L’articolo che racconta della prossima istituzione a Parma di un servizio ospedaliero di psicopatologia per bambini e adolescenti merita un commento. In apparenza infatti questa decisione tenta di colmare una carenza ben nota e presente sia a livello regionale che nazionale di luoghi di ricovero per la salute mentale di adolescenti – meno rilevanti le esigenze di questo tipo per l’infanzia. E in parte certo è così. Va segnalato però che questa nuova creatura istituzionale è figlia di alcune linee di tendenza che è opportuno ricordare e sulle quali è utile riflettere meglio. La nostra città era sede di uno dei servizi di eccellenza a livello regionale, e non solo, per adolescenti e giovani adulti, il ben noto CAGE – Centro Adolescenza e Giovane Età – istituito nel 2000 grazie ad un colpo di mano di Maria Zirilli e lasciato morire nell’ultimo decennio.
Per chi volesse approfondire consiglio il podcast ‘Navigare nella cura’. È universalmente riconosciuto
dagli addetti ai lavori che la carenza di servizi territoriali porta ad un aumento della domanda all’emergenza-urgenza e al sistema ospedaliero che, oltre a produrre altre distorsioni cliniche, aumenta notevolmente il costo dei servizi stessi. È una delle cose che dovremmo aver imparato tutti dal COVID. L’orientamento verso un’assistenza di prossimità, talvolta domiciliare, non è un abbaglio ma la precisa determinazione normativa che segue, e per certi versi accentua, per i bambini e gli adolescenti quanto la riforma della salute mentale del ’78 nonché altri provvedimenti normativi di quella stagione indicavano come orientamento culturale e scientifico. Un orientamento che ha fatto del nostro paese un’avanguardia mondiale, laddove questo dettato normativo è stato attuato, come in buona misura fino a qualche tempo fa è accaduto in Emilia Romagna.

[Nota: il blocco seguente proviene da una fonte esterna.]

//! QuakeML/StationXML-subset readers and a QuakeML-subset writer.
//!
//! These are deliberately narrow: enough of both schemas to carry events,
//! picks and station coordinates through the pipeline. Callers with richer
//! catalogs plug in their own implementations of the capability traits in
//! [`crate::catalog`].

use std::fs;
use std::path::Path;

use chrono::{DateTime, Utc};
use roxmltree::{Document, Node};
use tracing::debug;

use crate::catalog::{
    CatalogWriter, Event, EventReader, Origin, Phase, Pick, Station, StationReader,
};
use crate::error::{RelocError, Result};
use crate::geom;

fn is_tag(node: Node<'_, '_>, tag: &str) -> bool {
    node.is_element() && node.tag_name().name().eq_ignore_ascii_case(tag)
}

fn child<'a>(node: Node<'a, 'a>, tag: &str) -> Option<Node<'a, 'a>> {
    node.children().find(|n| is_tag(*n, tag))
}

fn child_text<'a>(node: Node<'a, 'a>, tag: &str) -> Option<&'a str> {
    child(node, tag).and_then(|n| n.text()).map(str::trim)
}

/// Text of `<tag><value>...</value></tag>`, the QuakeML quantity wrapper.
fn child_value<'a>(node: Node<'a, 'a>, tag: &str) -> Option<&'a str> {
    child(node, tag)
        .and_then(|n| child_text(n, "value"))
        .filter(|t| !t.is_empty())
}

fn parse_time(raw: &str, path: &Path) -> Result<DateTime<Utc>> {
    let attempt = |s: &str| {
        DateTime::parse_from_rfc3339(s)
            .map(|t| t.with_timezone(&Utc))
            .ok()
    };
    attempt(raw)
        .or_else(|| attempt(&format!("{raw}Z")))
        .ok_or_else(|| RelocError::catalog(path, format!("unparsable time '{raw}'")))
}

fn parse_f64(raw: &str, what: &str, path: &Path) -> Result<f64> {
    raw.parse::<f64>()
        .map_err(|_| RelocError::catalog(path, format!("unparsable {what} '{raw}'")))
}

#[derive(Debug, Clone, Copy, Default)]
pub struct QuakeMlReader;

impl QuakeMlReader {
    fn parse_origin(node: Node<'_, '_>, path: &Path) -> Result<Origin> {
        let time = child_value(node, "time")
            .ok_or_else(|| RelocError::catalog(path, "origin without time"))?;
        let latitude = child_value(node, "latitude")
            .ok_or_else(|| RelocError::catalog(path, "origin without latitude"))?;
        let longitude = child_value(node, "longitude")
            .ok_or_else(|| RelocError::catalog(path, "origin without longitude"))?;
        let depth = child_value(node, "depth")
            .ok_or_else(|| RelocError::catalog(path, "origin without depth"))?;
        Ok(Origin {
            time: parse_time(time, path)?,
            latitude_deg: parse_f64(latitude, "latitude", path)?,
            longitude_deg: parse_f64(longitude, "longitude", path)?,
            // QuakeML depth is meters; the pipeline works in kilometers.
            depth_km: geom::m_to_km(parse_f64(depth, "depth", path)?),
            method: "catalog".to_string(),
        })
    }

    fn parse_pick(node: Node<'_, '_>, path: &Path) -> Result<Option<Pick>> {
        let Some(phase) = child_text(node, "phaseHint").and_then(Phase::parse) else {
            // Picks with phases the engine does not take (Pg, pP, ...) are
            // simply not observations for this pipeline.
            return Ok(None);
        };
        let time = child_value(node, "time")
            .ok_or_else(|| RelocError::catalog(path, "pick without time"))?;
        let waveform = child(node, "waveformID")
            .ok_or_else(|| RelocError::catalog(path, "pick without waveformID"))?;
        let network = waveform.attribute("networkCode").unwrap_or("").trim();
        let station = waveform
            .attribute("stationCode")
            .map(str::trim)
            .filter(|s| !s.is_empty())
            .ok_or_else(|| RelocError::catalog(path, "pick without stationCode"))?;
        Ok(Some(Pick {
            station_id: format!("{network}.{station}"),
            phase,
            time: parse_time(time, path)?,
            weight: None,
        }))
    }

    fn parse_event(node: Node<'_, '_>, path: &Path) -> Result<Event> {
        let id = node
            .attribute("publicID")
            .map(str::trim)
            .filter(|s| !s.is_empty())
            .ok_or_else(|| RelocError::catalog(path, "event without publicID"))?
            .to_string();

        let mut origins = Vec::new();
        let mut origin_ids = Vec::new();
        let mut picks = Vec::new();
        for c in node.children() {
            if is_tag(c, "origin") {
                origin_ids.push(c.attribute("publicID").unwrap_or("").to_string());
                origins.push(Self::parse_origin(c, path)?);
            } else if is_tag(c, "pick") {
                if let Some(pick) = Self::parse_pick(c, path)? {
                    picks.push(pick);
                }
            }
        }
        if origins.is_empty() {
            return Err(RelocError::catalog(
                path,
                format!("event {id} has no origin"),
            ));
        }
        let preferred_origin = child_text(node, "preferredOriginID")
            .and_then(|wanted| origin_ids.iter().position(|oid| oid == wanted))
            .unwrap_or(0);

        let magnitude = child(node, "magnitude")
            .and_then(|m| child(m, "mag"))
            .and_then(|m| child_text(m, "value"))
            .and_then(|v| v.parse::<f64>().ok());

        Ok(Event {
            id,
            origins,
            preferred_origin,
            magnitude,
            picks,
        })
    }
}

impl EventReader for QuakeMlReader {
    fn read_events(&self, path: &Path) -> Result<Vec<Event>> {
        let xml = fs::read_to_string(path)?;
        let doc = Document::parse(&xml)
            .map_err(|e| RelocError::catalog(path, format!("invalid XML: {e}")))?;
        let events = doc
            .descendants()
            .filter(|n| is_tag(*n, "event"))
            .map(|n| QuakeMlReader::parse_event(n, path))
            .collect::<Result<Vec<_>>>()?;
        debug!(count = events.len(), "read events from {}", path.display());
        Ok(events)
    }
}

#[derive(Debug, Clone, Copy, Default)]
pub struct StationXmlReader;

impl StationReader for StationXmlReader {
    fn read_stations(&self, path: &Path) -> Result<Vec<Station>> {
        let xml = fs::read_to_string(path)?;
        let doc = Document::parse(&xml)
            .map_err(|e| RelocError::catalog(path, format!("invalid XML: {e}")))?;
        let mut stations = Vec::new();
        for network in doc.descendants().filter(|n| is_tag(*n, "network")) {
            let network_code = network.attribute("code").unwrap_or("").trim().to_string();
            for node in network.descendants().filter(|n| is_tag(*n, "station")) {
                let code = node
                    .attribute("code")
                    .map(str::trim)
                    .filter(|s| !s.is_empty())
                    .ok_or_else(|| RelocError::catalog(path, "station without code"))?;
                let latitude = child_text(node, "latitude")
                    .ok_or_else(|| RelocError::catalog(path, "station without latitude"))?;
                let longitude = child_text(node, "longitude")
                    .ok_or_else(|| RelocError::catalog(path, "station without longitude"))?;
                let elevation = child_text(node, "elevation")
                    .ok_or_else(|| RelocError::catalog(path, "station without elevation"))?;
                stations.push(Station {
                    network: network_code.clone(),
                    code: code.to_string(),
                    latitude_deg: parse_f64(latitude, "latitude", path)?,
                    longitude_deg: parse_f64(longitude, "longitude", path)?,
                    elevation_m: parse_f64(elevation, "elevation", path)?,
                });
            }
        }
        debug!(
            count = stations.len(),
            "read stations from {}",
            path.display()
        );
        Ok(stations)
    }
}

fn xml_escape(raw: &str) -> String {
    raw.replace('&', "&amp;")
        .replace('<', "&lt;")
        .replace('>', "&gt;")
        .replace('"', "&quot;")
}

fn format_time(t: &DateTime<Utc>) -> String {
    t.format("%Y-%m-%dT%H:%M:%S%.6fZ").to_string()
}

#[derive(Debug, Clone, Copy, Default)]
pub struct QuakeMlWriter;

impl CatalogWriter for QuakeMlWriter {
    fn write_events(&self, events: &[Event], path: &Path) -> Result<()> {
        let mut out = String::new();
        out.push_str("<?xml version=\"1.0\" encoding=\"UTF-8\"?>\n");
        out.push_str("<q:quakeml xmlns:q=\"http://quakeml.org/xmlns/quakeml/1.2\" xmlns=\"http://quakeml.org/xmlns/bed/1.2\">\n");
        out.push_str("  <eventParameters publicID=\"smi:local/catalog\">\n");
        for event in events {
            let event_id = xml_escape(&event.id);
            out.push_str(&format!("    <event publicID=\"{event_id}\">\n"));
            out.push_str(&format!(
                "      <preferredOriginID>{event_id}/origin/{}</preferredOriginID>\n",
                event.preferred_origin
            ));
            for (i, origin) in event.origins.iter().enumerate() {
                out.push_str(&format!(
                    "      <origin publicID=\"{event_id}/origin/{i}\">\n"
                ));
                out.push_str(&format!(
                    "        <time><value>{}</value></time>\n",
                    format_time(&origin.time)
                ));
                out.push_str(&format!(
                    "        <latitude><value>{:.6}</value></latitude>\n",
                    origin.latitude_deg
                ));
                out.push_str(&format!(
                    "        <longitude><value>{:.6}</value></longitude>\n",
                    origin.longitude_deg
                ));
                out.push_str(&format!(
                    "        <depth><value>{:.1}</value></depth>\n",
                    geom::km_to_m(origin.depth_km)
                ));
                out.push_str(&format!(
                    "        <methodID>smi:local/method/{}</methodID>\n",
                    xml_escape(&origin.method)
                ));
                out.push_str("      </origin>\n");
            }
            if let Some(magnitude) = event.magnitude {
                out.push_str(&format!(
                    "      <magnitude publicID=\"{event_id}/magnitude\"><mag><value>{magnitude:.2}</value></mag></magnitude>\n"
                ));
            }
            for (i, pick) in event.picks.iter().enumerate() {
                let (network, station) = pick
                    .station_id
                    .split_once('.')
                    .unwrap_or(("", pick.station_id.as_str()));
                out.push_str(&format!("      <pick publicID=\"{event_id}/pick/{i}\">\n"));
                out.push_str(&format!(
                    "        <time><value>{}</value></time>\n",
                    format_time(&pick.time)
                ));
                out.push_str(&format!(
                    "        <waveformID networkCode=\"{}\" stationCode=\"{}\"/>\n",
                    xml_escape(network),
                    xml_escape(station)
                ));
                out.push_str(&format!(
                    "        <phaseHint>{}</phaseHint>\n",
                    pick.phase.as_str()
                ));
                out.push_str("      </pick>\n");
            }
            out.push_str("    </event>\n");
        }
        out.push_str("  </eventParameters>\n");
        out.push_str("</q:quakeml>\n");
        fs::write(path, out)?;
        debug!(count = events.len(), "wrote catalog to {}", path.display());
        Ok(())
    }
}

È altresì evidente come l’istituzione del servizio in oggetto si collochi all’interno della strategia di unificazione fra Azienda Ospedaliera Universitaria ed Azienda Usl, prospettiva tanto lungamente perseguita quanto ancora in gran parte in fieri e che contiene luci ed ombre. Siamo qui oggi ancora una volta all’incrocio decisionale di tre culture che convivono con diversa fortuna e rilevanza nella salute mentale. Una cultura biocentrica che tratta la sofferenza umana come esito del malfunzionamento di un organo, il cervello, che circoscrive la sua relazionalità grosso modo al corpo in cui risiede. Una cultura sociocentrica che attribuisce alle determinanti economiche, sociali, culturali la causalità principale del disagio. Ed infine una cultura psicologica e psicoterapeutica che mette al centro il soggetto umano inteso come organizzatore di relazioni. L’assolutizzazione di ognuna di queste prospettive porta con sé semplicismi riduzionistici ma mentre la seconda ha avuto qualche successo purtroppo solo negli anni settanta e ottanta del secolo scorso, la prima era ed è ben vispa e ispira un’idea di salute mentale e di intervento su di essa che si colloca in sintonia con la cultura prevalente della salute: con il medico e l’ospedale al centro e le relazioni interpersonali e sociali all’estrema periferia. La terza prospettiva, quella psicologica e psicoterapeutica nelle sue molteplici forme e declinazioni è marginalizzata e trattata come subordinata nel SSN e dunque quando un servizio, come il CAGE appunto, ne fa il suo riferimento culturale e operativo crea fastidio e viene inesorabilmente sconfitto a vantaggio di una forma di assistenza di matrice ospedaliera che è quella che ispira questa nuova iniziativa.
Se volessimo sintetizzare e concludere potremmo quindi dire che, certo, servono luoghi residenziali – non necessariamente ospedalieri – per adolescenti, ma ne servirebbero molti meno se la rete territoriale fosse stata mantenuta in grado di dare risposte efficaci, connessa con e
valorizzante ciò che fanno i professionisti, oramai spesso aggregati in associazioni ETS e gruppi professionali, avendo cura dei contesti familiari ed educativi dei bambini e degli adolescenti. Partire dalla punta dell’iceberg non sempre è molto opportuno, sempre è molto più dispendioso, spesso, come in questo caso, preserva posture consolidate e marginalizza l’innovazione che invece servirebbe come il pane nella cultura della cura.
Fabio Vanni
Prof a contratto di Psicologia Clinica dell’Infanzia e dell’Adolescenza Università degli Studi di Parma, Direttore Scientifico di Progetto Sum.